# Available records:
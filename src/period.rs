//! Symbolic publish-date windows ("last day" … "all").
//!
//! A [`PeriodFilter`] carries no timestamp of its own; the lower bound is
//! derived from a reference time on each search.

use chrono::{DateTime, Duration, Utc};
use serde::{Deserialize, Serialize};

#[derive(Debug, Clone, Copy, PartialEq, Eq, Serialize, Deserialize, Default)]
#[serde(rename_all = "snake_case")]
pub enum PeriodFilter {
    LastHour,
    LastDay,
    LastWeek,
    LastMonth,
    #[serde(rename = "last_3_months")]
    Last3Months,
    LastYear,
    #[default]
    All,
}

impl PeriodFilter {
    pub fn parse(s: &str) -> Option<Self> {
        match s {
            "hour" | "last_hour" => Some(Self::LastHour),
            "day" | "last_day" => Some(Self::LastDay),
            "week" | "last_week" => Some(Self::LastWeek),
            "month" | "last_month" => Some(Self::LastMonth),
            "3months" | "last_3_months" => Some(Self::Last3Months),
            "year" | "last_year" => Some(Self::LastYear),
            "all" => Some(Self::All),
            _ => None,
        }
    }

    fn window(&self) -> Option<Duration> {
        match self {
            Self::LastHour => Some(Duration::hours(1)),
            Self::LastDay => Some(Duration::hours(24)),
            Self::LastWeek => Some(Duration::days(7)),
            Self::LastMonth => Some(Duration::days(30)),
            Self::Last3Months => Some(Duration::days(90)),
            Self::LastYear => Some(Duration::days(365)),
            Self::All => None,
        }
    }

    /// Lower publish-time bound relative to `now`; `None` means unbounded.
    pub fn lower_bound(&self, now: DateTime<Utc>) -> Option<DateTime<Utc>> {
        self.window().map(|w| now - w)
    }
}

/// RFC 3339 with a `Z` suffix, as the upstream search APIs expect.
pub fn format_rfc3339(ts: DateTime<Utc>) -> String {
    ts.format("%Y-%m-%dT%H:%M:%SZ").to_string()
}

#[cfg(test)]
mod tests {
    use super::*;
    use chrono::TimeZone;

    #[test]
    fn test_last_day_is_24_hours_back() {
        let now = Utc.with_ymd_and_hms(2024, 3, 10, 12, 0, 0).unwrap();
        let bound = PeriodFilter::LastDay.lower_bound(now).unwrap();
        assert_eq!(bound, Utc.with_ymd_and_hms(2024, 3, 9, 12, 0, 0).unwrap());
    }

    #[test]
    fn test_all_has_no_bound() {
        let now = Utc::now();
        assert_eq!(PeriodFilter::All.lower_bound(now), None);
    }

    #[test]
    fn test_year_window() {
        let now = Utc.with_ymd_and_hms(2024, 3, 10, 0, 0, 0).unwrap();
        let bound = PeriodFilter::LastYear.lower_bound(now).unwrap();
        assert_eq!((now - bound).num_days(), 365);
    }

    #[test]
    fn test_parse_aliases() {
        assert_eq!(PeriodFilter::parse("week"), Some(PeriodFilter::LastWeek));
        assert_eq!(PeriodFilter::parse("last_3_months"), Some(PeriodFilter::Last3Months));
        assert_eq!(PeriodFilter::parse("decade"), None);
    }

    #[test]
    fn test_format_rfc3339() {
        let ts = Utc.with_ymd_and_hms(2024, 1, 2, 3, 4, 5).unwrap();
        assert_eq!(format_rfc3339(ts), "2024-01-02T03:04:05Z");
    }
}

# About this task:
Copy out the material above in its entirety. Every detail must match.

# Final answer:
filename src/period.rs
//! Symbolic publish-date windows ("last day" … "all").
//!
//! A [`PeriodFilter`] carries no timestamp of its own; the lower bound is
//! derived from a reference time on each search.

use chrono::{DateTime, Duration, Utc};
use serde::{Deserialize, Serialize};

#[derive(Debug, Clone, Copy, PartialEq, Eq, Serialize, Deserialize, Default)]
#[serde(rename_all = "snake_case")]
pub enum PeriodFilter {
    LastHour,
    LastDay,
    LastWeek,
    LastMonth,
    #[serde(rename = "last_3_months")]
    Last3Months,
    LastYear,
    #[default]
    All,
}

impl PeriodFilter {
    pub fn parse(s: &str) -> Option<Self> {
        match s {
            "hour" | "last_hour" => Some(Self::LastHour),
            "day" | "last_day" => Some(Self::LastDay),
            "week" | "last_week" => Some(Self::LastWeek),
            "month" | "last_month" => Some(Self::LastMonth),
            "3months" | "last_3_months" => Some(Self::Last3Months),
            "year" | "last_year" => Some(Self::LastYear),
            "all" => Some(Self::All),
            _ => None,
        }
    }

    fn window(&self) -> Option<Duration> {
        match self {
            Self::LastHour => Some(Duration::hours(1)),
            Self::LastDay => Some(Duration::hours(24)),
            Self::LastWeek => Some(Duration::days(7)),
            Self::LastMonth => Some(Duration::days(30)),
            Self::Last3Months => Some(Duration::days(90)),
            Self::LastYear => Some(Duration::days(365)),
            Self::All => None,
        }
    }

    /// Lower publish-time bound relative to `now`; `None` means unbounded.
    pub fn lower_bound(&self, now: DateTime<Utc>) -> Option<DateTime<Utc>> {
        self.window().map(|w| now - w)
    }
}

/// RFC 3339 with a `Z` suffix, as the upstream search APIs expect.
pub fn format_rfc3339(ts: DateTime<Utc>) -> String {
    ts.format("%Y-%m-%dT%H:%M:%SZ").to_string()
}

#[cfg(test)]
mod tests {
    use super::*;
    use chrono::TimeZone;

    #[test]
    fn test_last_day_is_24_hours_back() {
        let now = Utc.with_ymd_and_hms(2024, 3, 10, 12, 0, 0).unwrap();
        let bound = PeriodFilter::LastDay.lower_bound(now).unwrap();
        assert_eq!(bound, Utc.with_ymd_and_hms(2024, 3, 9, 12, 0, 0).unwrap());
    }

    #[test]
    fn test_all_has_no_bound() {
        let now = Utc::now();
        assert_eq!(PeriodFilter::All.lower_bound(now), None);
    }

    #[test]
    fn test_year_window() {
        let now = Utc.with_ymd_and_hms(2024, 3, 10, 0, 0, 0).unwrap();
        let bound = PeriodFilter::LastYear.lower_bound(now).unwrap();
        assert_eq!((now - bound).num_days(), 365);
    }

    #[test]
    fn test_parse_aliases() {
        assert_eq!(PeriodFilter::parse("week"), Some(PeriodFilter::LastWeek));
        assert_eq!(PeriodFilter::parse("last_3_months"), Some(PeriodFilter::Last3Months));
        assert_eq!(PeriodFilter::parse("decade"), None);
    }

    #[test]
    fn test_format_rfc3339() {
        let ts = Utc.with_ymd_and_hms(2024, 1, 2, 3, 4, 5).unwrap();
        assert_eq!(format_rfc3339(ts), "2024-01-02T03:04:05Z");
    }
}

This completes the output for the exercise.